■ Goal of the exercise
Your task is to output every record exactly as it is given.

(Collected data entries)
<<<<
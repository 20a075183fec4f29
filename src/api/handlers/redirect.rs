//! Handler for short URL redirect.

use axum::{
    extract::{ConnectInfo, Path, State},
    http::{HeaderMap, StatusCode, header},
    response::IntoResponse,
};
use std::net::SocketAddr;
use tracing::debug;

use crate::domain::click_event::ClickEvent;
use crate::error::AppError;
use crate::state::AppState;

/// Redirects a short code to its original URL.
///
/// # Endpoint
///
/// `GET /{code}`
///
/// # Click Tracking
///
/// A click event is offered to the bounded click queue without waiting.
/// If the queue is full the click is dropped; the redirect is never delayed
/// by analytics.
///
/// # Errors
///
/// Returns 404 Not Found if the short code doesn't exist.
pub async fn redirect_handler(
    Path(code): Path<String>,
    State(state): State<AppState>,
    headers: HeaderMap,
    ConnectInfo(addr): ConnectInfo<SocketAddr>,
) -> Result<impl IntoResponse, AppError> {
    let link = state.link_service.get_link_by_code(&code).await?;

    let click_event = ClickEvent::new(
        link.id,
        Some(addr.ip().to_string()),
        headers
            .get(header::USER_AGENT)
            .and_then(|v| v.to_str().ok()),
    );

    let outcome = state.click_queue.enqueue(click_event);
    debug!(short_code = %code, link_id = link.id, ?outcome, "Redirecting");

    Ok((StatusCode::FOUND, [(header::LOCATION, link.long_url)]))
}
>>>>
■ Solution for this problem
repository 20a075183fec4f29
filename src/api/handlers/redirect.rs
//! Handler for short URL redirect.

use axum::{
    extract::{ConnectInfo, Path, State},
    http::{HeaderMap, StatusCode, header},
    response::IntoResponse,
};
use std::net::SocketAddr;
use tracing::debug;

use crate::domain::click_event::ClickEvent;
use crate::error::AppError;
use crate::state::AppState;

/// Redirects a short code to its original URL.
///
/// # Endpoint
///
/// `GET /{code}`
///
/// # Click Tracking
///
/// A click event is offered to the bounded click queue without waiting.
/// If the queue is full the click is dropped; the redirect is never delayed
/// by analytics.
///
/// # Errors
///
/// Returns 404 Not Found if the short code doesn't exist.
pub async fn redirect_handler(
    Path(code): Path<String>,
    State(state): State<AppState>,
    headers: HeaderMap,
    ConnectInfo(addr): ConnectInfo<SocketAddr>,
) -> Result<impl IntoResponse, AppError> {
    let link = state.link_service.get_link_by_code(&code).await?;

    let click_event = ClickEvent::new(
        link.id,
        Some(addr.ip().to_string()),
        headers
            .get(header::USER_AGENT)
            .and_then(|v| v.to_str().ok()),
    );

    let outcome = state.click_queue.enqueue(click_event);
    debug!(short_code = %code, link_id = link.id, ?outcome, "Redirecting");

    Ok((StatusCode::FOUND, [(header::LOCATION, link.long_url)]))
}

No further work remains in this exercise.